As the search for three missing crew of the yacht Berserk is abandoned serious questions are being asked about the safety measures of their expedition to Antarctica.
Skipper Jarle Andhoy, safe and on his way back to Christchurch
The three crew tragically lost to the Antarctic Ocean have been named as Norwegians Robert Skaane, 34, and Tom Gisle Bellika, 36, and sole British crew member Leonard Banks, 32. Other reports claim that Leonard (Lennie) is South African.
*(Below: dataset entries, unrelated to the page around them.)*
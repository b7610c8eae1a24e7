// SPDX-License-Identifier: AGPL-3.0-or-later
//
// Copyright (C) 2026 Relational Network

//! # Runtime Configuration
//!
//! This module defines environment variable names and default values used
//! throughout the application. Configuration is loaded from the environment
//! at startup.
//!
//! ## Environment Variables
//!
//! | Variable | Description | Default |
//! |----------|-------------|---------|
//! | `DATA_DIR` | Directory holding the seed database | `./data` |
//! | `HOST` | Server bind address | `127.0.0.1` |
//! | `PORT` | Server bind port | `8080` |
//! | `WALLET_BASE_URL` | Base of shareable seed links | `https://tempwallet.xyz` |
//! | `CORS_ALLOW_ORIGINS` | Comma-separated browser origins allowed to call the API | origin of `WALLET_BASE_URL` |
//! | `WALLET_LINK` | Startup link (or bare phrase) carrying a mnemonic | unset |
//! | `SOLANA_NETWORK` | Initially selected network | `devnet` |
//! | `SOLANA_RPC_MAINNET` | mainnet-beta RPC endpoint | public endpoint |
//! | `SOLANA_RPC_DEVNET` | devnet RPC endpoint | public endpoint |
//! | `SOLANA_RPC_TESTNET` | testnet RPC endpoint | public endpoint |
//! | `PRICE_API_BASE_URL` | Price oracle base URL | `https://public-api.solscan.io` |
//! | `BALANCE_REFRESH_SECS` | Periodic balance refresh, `0` disables | `0` |
//! | `LOG_FORMAT` | Logging format (`json` or `pretty`) | `pretty` |
//! | `RUST_LOG` | Log level filter | `info,tower_http=debug` |

use std::{net::SocketAddr, path::PathBuf, time::Duration};

use crate::{
    blockchain::{NetworkId, RpcEndpoints, UnknownNetwork},
    providers::DEFAULT_PRICE_API_BASE_URL,
};

/// Environment variable name for the data directory path.
///
/// The seed database (`wallet.redb`) lives here.
///
/// # Default
/// `./data`
pub const DATA_DIR_ENV: &str = "DATA_DIR";
pub const DEFAULT_DATA_DIR: &str = "./data";

pub const HOST_ENV: &str = "HOST";
pub const DEFAULT_HOST: &str = "127.0.0.1";

pub const PORT_ENV: &str = "PORT";
pub const DEFAULT_PORT: u16 = 8080;

/// Environment variable name for the shareable link base.
///
/// Revealed seeds are rendered as `<base>?mnemonic=<phrase>`.
pub const WALLET_BASE_URL_ENV: &str = "WALLET_BASE_URL";
pub const DEFAULT_WALLET_BASE_URL: &str = "https://tempwallet.xyz";

/// Environment variable name for the CORS allow-list.
///
/// The API reveals the seed and signs transfers, so only these origins may
/// read its responses from a browser. Each entry must be a full origin such
/// as `http://localhost:3000`; a wildcard is rejected.
pub const CORS_ALLOW_ORIGINS_ENV: &str = "CORS_ALLOW_ORIGINS";

/// Environment variable name for the startup link.
///
/// Read once at startup. A mnemonic found here takes precedence over the
/// persisted seed and replaces it.
pub const WALLET_LINK_ENV: &str = "WALLET_LINK";

pub const SOLANA_NETWORK_ENV: &str = "SOLANA_NETWORK";

pub const SOLANA_RPC_MAINNET_ENV: &str = "SOLANA_RPC_MAINNET";
pub const SOLANA_RPC_DEVNET_ENV: &str = "SOLANA_RPC_DEVNET";
pub const SOLANA_RPC_TESTNET_ENV: &str = "SOLANA_RPC_TESTNET";

pub const PRICE_API_BASE_URL_ENV: &str = "PRICE_API_BASE_URL";

pub const BALANCE_REFRESH_SECS_ENV: &str = "BALANCE_REFRESH_SECS";

pub const LOG_FORMAT_ENV: &str = "LOG_FORMAT";

/// Filter used when `RUST_LOG` is unset.
pub const DEFAULT_LOG_FILTER: &str = "info,tower_http=debug";

#[derive(Debug, Clone, Copy, PartialEq, Eq, Default)]
pub enum LogFormat {
    Json,
    #[default]
    Pretty,
}

#[derive(Debug, thiserror::Error)]
pub enum ConfigError {
    #[error("{var}: {source}")]
    Network {
        var: &'static str,
        source: UnknownNetwork,
    },

    #[error("{var}: expected {expected}, got `{value}`")]
    Invalid {
        var: &'static str,
        expected: &'static str,
        value: String,
    },
}

/// Resolved runtime configuration.
#[derive(Debug, Clone, PartialEq, Eq)]
pub struct WalletConfig {
    pub data_dir: PathBuf,
    pub host: String,
    pub port: u16,
    pub base_url: String,
    pub cors_origins: Vec<String>,
    pub link: Option<String>,
    pub network: NetworkId,
    pub rpc: RpcEndpoints,
    pub price_api_base_url: String,
    pub refresh_interval: Option<Duration>,
    pub log_format: LogFormat,
}

impl Default for WalletConfig {
    fn default() -> Self {
        Self {
            data_dir: PathBuf::from(DEFAULT_DATA_DIR),
            host: DEFAULT_HOST.to_string(),
            port: DEFAULT_PORT,
            base_url: DEFAULT_WALLET_BASE_URL.to_string(),
            cors_origins: origin_of(DEFAULT_WALLET_BASE_URL).into_iter().collect(),
            link: None,
            network: NetworkId::default(),
            rpc: RpcEndpoints::default(),
            price_api_base_url: DEFAULT_PRICE_API_BASE_URL.to_string(),
            refresh_interval: None,
            log_format: LogFormat::default(),
        }
    }
}

impl WalletConfig {
    /// Load from the process environment.
    pub fn from_env() -> Result<Self, ConfigError> {
        Self::from_lookup(|key| std::env::var(key).ok())
    }

    /// Load from an arbitrary key lookup. Empty values count as unset.
    pub fn from_lookup(lookup: impl Fn(&str) -> Option<String>) -> Result<Self, ConfigError> {
        let get = |key: &str| lookup(key).filter(|value| !value.trim().is_empty());
        let defaults = Self::default();

        let port = match get(PORT_ENV) {
            Some(value) => value.trim().parse().map_err(|_| ConfigError::Invalid {
                var: PORT_ENV,
                expected: "a port number",
                value,
            })?,
            None => defaults.port,
        };

        let network = match get(SOLANA_NETWORK_ENV) {
            Some(value) => value.parse().map_err(|source| ConfigError::Network {
                var: SOLANA_NETWORK_ENV,
                source,
            })?,
            None => defaults.network,
        };

        let refresh_interval = match get(BALANCE_REFRESH_SECS_ENV) {
            Some(value) => {
                let secs: u64 = value.trim().parse().map_err(|_| ConfigError::Invalid {
                    var: BALANCE_REFRESH_SECS_ENV,
                    expected: "a number of seconds",
                    value,
                })?;
                (secs > 0).then(|| Duration::from_secs(secs))
            }
            None => None,
        };

        let base_url = get(WALLET_BASE_URL_ENV).unwrap_or(defaults.base_url);

        let cors_origins = match get(CORS_ALLOW_ORIGINS_ENV) {
            Some(value) => value
                .split(',')
                .map(str::trim)
                .filter(|origin| !origin.is_empty())
                .map(|origin| {
                    origin_of(origin).ok_or_else(|| ConfigError::Invalid {
                        var: CORS_ALLOW_ORIGINS_ENV,
                        expected: "comma-separated origins like `https://host:port`",
                        value: origin.to_string(),
                    })
                })
                .collect::<Result<Vec<_>, _>>()?,
            None => origin_of(&base_url).into_iter().collect(),
        };

        let log_format = match get(LOG_FORMAT_ENV) {
            Some(value) => match value.trim().to_ascii_lowercase().as_str() {
                "json" => LogFormat::Json,
                "pretty" => LogFormat::Pretty,
                _ => {
                    return Err(ConfigError::Invalid {
                        var: LOG_FORMAT_ENV,
                        expected: "`json` or `pretty`",
                        value,
                    })
                }
            },
            None => defaults.log_format,
        };

        Ok(Self {
            data_dir: get(DATA_DIR_ENV).map(PathBuf::from).unwrap_or(defaults.data_dir),
            host: get(HOST_ENV).unwrap_or(defaults.host),
            port,
            base_url,
            cors_origins,
            link: get(WALLET_LINK_ENV),
            network,
            rpc: RpcEndpoints {
                mainnet: get(SOLANA_RPC_MAINNET_ENV).unwrap_or(defaults.rpc.mainnet),
                devnet: get(SOLANA_RPC_DEVNET_ENV).unwrap_or(defaults.rpc.devnet),
                testnet: get(SOLANA_RPC_TESTNET_ENV).unwrap_or(defaults.rpc.testnet),
            },
            price_api_base_url: get(PRICE_API_BASE_URL_ENV)
                .unwrap_or(defaults.price_api_base_url),
            refresh_interval,
            log_format,
        })
    }

    pub fn bind_addr(&self) -> Result<SocketAddr, ConfigError> {
        let addr = format!("{}:{}", self.host, self.port);
        addr.parse().map_err(|_| ConfigError::Invalid {
            var: HOST_ENV,
            expected: "an IP address",
            value: self.host.clone(),
        })
    }
}

/// Serialized origin (`scheme://host[:port]`) of a URL. `None` for anything
/// without a tuple origin, including `*`.
fn origin_of(url: &str) -> Option<String> {
    let origin = url::Url::parse(url).ok()?.origin();
    origin.is_tuple().then(|| origin.ascii_serialization())
}

#[cfg(test)]
mod tests {
    use super::*;
    use std::collections::HashMap;

    fn config(pairs: &[(&str, &str)]) -> Result<WalletConfig, ConfigError> {
        let env: HashMap<String, String> = pairs
            .iter()
            .map(|(k, v)| (k.to_string(), v.to_string()))
            .collect();
        WalletConfig::from_lookup(|key| env.get(key).cloned())
    }

    #[test]
    fn defaults_when_unset() {
        let config = config(&[]).unwrap();
        assert_eq!(config, WalletConfig::default());
        assert_eq!(config.network, NetworkId::Devnet);
        assert_eq!(config.bind_addr().unwrap().to_string(), "127.0.0.1:8080");
    }

    #[test]
    fn reads_overrides() {
        let config = config(&[
            (SOLANA_NETWORK_ENV, "mainnet"),
            (SOLANA_RPC_MAINNET_ENV, "https://rpc.example.com"),
            (PORT_ENV, "9000"),
            (WALLET_LINK_ENV, "https://tempwallet.xyz/?mnemonic=a+b"),
            (BALANCE_REFRESH_SECS_ENV, "30"),
            (LOG_FORMAT_ENV, "JSON"),
        ])
        .unwrap();

        assert_eq!(config.network, NetworkId::MainnetBeta);
        assert_eq!(config.rpc.mainnet, "https://rpc.example.com");
        assert_eq!(config.rpc.devnet, RpcEndpoints::default().devnet);
        assert_eq!(config.port, 9000);
        assert!(config.link.is_some());
        assert_eq!(config.refresh_interval, Some(Duration::from_secs(30)));
        assert_eq!(config.log_format, LogFormat::Json);
    }

    #[test]
    fn cors_defaults_to_link_base_origin() {
        assert_eq!(WalletConfig::default().cors_origins, vec!["https://tempwallet.xyz"]);

        let local = config(&[(WALLET_BASE_URL_ENV, "http://localhost:3000/wallet")]).unwrap();
        assert_eq!(local.cors_origins, vec!["http://localhost:3000"]);

        let invalid = config(&[(WALLET_BASE_URL_ENV, "not a url")]).unwrap();
        assert!(invalid.cors_origins.is_empty());
    }

    #[test]
    fn cors_origins_are_normalized_and_validated() {
        let listed = config(&[(
            CORS_ALLOW_ORIGINS_ENV,
            "http://localhost:3000/, https://wallet.example.com",
        )])
        .unwrap();
        assert_eq!(
            listed.cors_origins,
            vec!["http://localhost:3000", "https://wallet.example.com"]
        );

        assert!(matches!(
            config(&[(CORS_ALLOW_ORIGINS_ENV, "*")]),
            Err(ConfigError::Invalid { var: CORS_ALLOW_ORIGINS_ENV, .. })
        ));
    }

    #[test]
    fn empty_values_count_as_unset() {
        let config = config(&[(WALLET_LINK_ENV, ""), (BALANCE_REFRESH_SECS_ENV, "0")]).unwrap();
        assert_eq!(config.link, None);
        assert_eq!(config.refresh_interval, None);
    }

    #[test]
    fn rejects_invalid_values() {
        assert!(matches!(
            config(&[(SOLANA_NETWORK_ENV, "localnet")]),
            Err(ConfigError::Network { .. })
        ));
        assert!(matches!(
            config(&[(PORT_ENV, "http")]),
            Err(ConfigError::Invalid { var: PORT_ENV, .. })
        ));
        assert!(matches!(
            config(&[(LOG_FORMAT_ENV, "xml")]),
            Err(ConfigError::Invalid { .. })
        ));
    }
}
// SPDX-License-Identifier: AGPL-3.0-or-later
//
// Copyright (C) 2026 Relational Network

//! Account derivation.
//!
//! A mnemonic maps to exactly one account: the BIP-39 seed (empty passphrase)
//! is truncated to its first 32 bytes and used directly as the ed25519 keypair
//! seed. There is no hierarchical derivation path.

use std::fmt;

use solana_sdk::{
    pubkey::Pubkey,
    signature::Keypair,
    signer::{keypair::keypair_from_seed, Signer},
};

use crate::wallet::MnemonicPhrase;

/// Bytes of the BIP-39 seed used as keypair seed.
pub const KEYPAIR_SEED_LEN: usize = 32;

/// The session's signing account. Never persisted; re-derived from the mnemonic.
pub struct Account {
    keypair: Keypair,
}

impl Account {
    pub fn address(&self) -> Pubkey {
        self.keypair.pubkey()
    }

    pub fn keypair(&self) -> &Keypair {
        &self.keypair
    }

    /// Secret and public key bytes.
    pub fn to_bytes(&self) -> [u8; 64] {
        self.keypair.to_bytes()
    }
}

impl PartialEq for Account {
    fn eq(&self, other: &Self) -> bool {
        self.to_bytes() == other.to_bytes()
    }
}

impl Eq for Account {}

impl fmt::Debug for Account {
    fn fmt(&self, f: &mut fmt::Formatter<'_>) -> fmt::Result {
        f.debug_struct("Account")
            .field("address", &self.address())
            .finish_non_exhaustive()
    }
}

/// Derive the account for `mnemonic`.
pub fn derive(mnemonic: &MnemonicPhrase) -> Result<Account, DerivationError> {
    account_from_seed(&mnemonic.to_seed())
}

/// Build an account from a binary seed, using its first 32 bytes.
pub fn account_from_seed(seed: &[u8]) -> Result<Account, DerivationError> {
    let prefix = seed
        .get(..KEYPAIR_SEED_LEN)
        .ok_or(DerivationError::SeedTooShort(seed.len()))?;

    if prefix.iter().all(|b| *b == 0) {
        return Err(DerivationError::DegenerateSeed);
    }

    let keypair =
        keypair_from_seed(prefix).map_err(|e| DerivationError::Keypair(e.to_string()))?;

    Ok(Account { keypair })
}

#[derive(Debug, Clone, PartialEq, Eq, thiserror::Error)]
pub enum DerivationError {
    #[error("Seed is {0} bytes, need at least {KEYPAIR_SEED_LEN}")]
    SeedTooShort(usize),

    #[error("Seed prefix is all zeros")]
    DegenerateSeed,

    #[error("Keypair generation failed: {0}")]
    Keypair(String),
}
The surviving two of the original five members of the crew are Norwegians Jarle Andhoy, 34, a Norwegian TV celebrity who was the skipper of the yacht, and Samuel Massie Ulvolden, 18. They had been trying to reach the South Pole overland when the Berserk was caught in a severe storm and set off its distress beacon. After abandoning their quest and driving their quad bikes for almost 24 hours non-stop they have reached New Zealand's Scott Base and caught the last flight out of Antarctica to Christchurch before the approaching winter makes escape impossible.
An extensive air and sea search found no trace of the 14-metre Berserk, which disappeared in Mc Murdo Sound, 15 nm north of Scott Base, in minus 12-degree Celsius waters on 22nd February, except for its damaged life raft which appeared to have floated free from the yacht and had not been used.
Independent observers had questioned the safety aspects of the expedition before the yacht left Auckland. One Auckland mariner, commercial skipper Kevin Peat, who saw Berserk in the Viaduct said the boat had been made unseaworthy by its heavy cargo, including the quad bikes lashed to the deck.
'They had all the stuff sitting on the dock and we thought there was no way they could get it onto the boat, but, over a two week period they slowly, but surely, lifted the gear into the boat,' Peat said.
'We thought it was a joke, no way you would go with all that gear out it onto the ocean, certainly not the Southern Ocean.'
He said that the 'gear' included 44 gallon drums of fuel lashed to the deck, along with quad bikes, and that one bike was lashed over the engine room hatch.
Berserk was structurally sound, he said, but all the weight would have compromised its righting moment, meaning the boat would be vulnerable to capsize.
He said it would have cleared Customs but as a foreign flagged vessel, it could not be prevented from sailing, even though it was unsafe.
One of the vessels to respond to the emergency beacon was New Zealand's ice-strengthened patrol vessel, HMNZS Wellington, which was in McMurdo Sound at the time.
Simon Griffith, skipper Lieutenant Commander of the Wellington, told stuff.com.nz that they had encountered the Berserk at Back Door Bay.
'The yacht seemed a very sturdy, oceangoing yacht and they were three cheerful Norwegians,' Griffith commented, and the yacht was warned severe weather was coming.
However, other indications were that Berserk had not followed protocol in their voyage to the Antarctic. They needed to get permission from the Norwegian Polar Institute to sail below 60 degrees south, and official Jan-Gunnar Winther confirmed they did not have permission.
Scott Base manager Troy Beaumont commented, 'There are a whole lot of treaties down here and they have managed to violate every one of them,' he added.
The two surviving Norwegians are expected to meet with Norwegian consular officials on their arrival into New Zealand.
The Berserk expedition was attempting to mark the centenary of Norwegian explorer Roald Amundsen's South Pole expedition, which reached the South Pole on 14th December, 1912.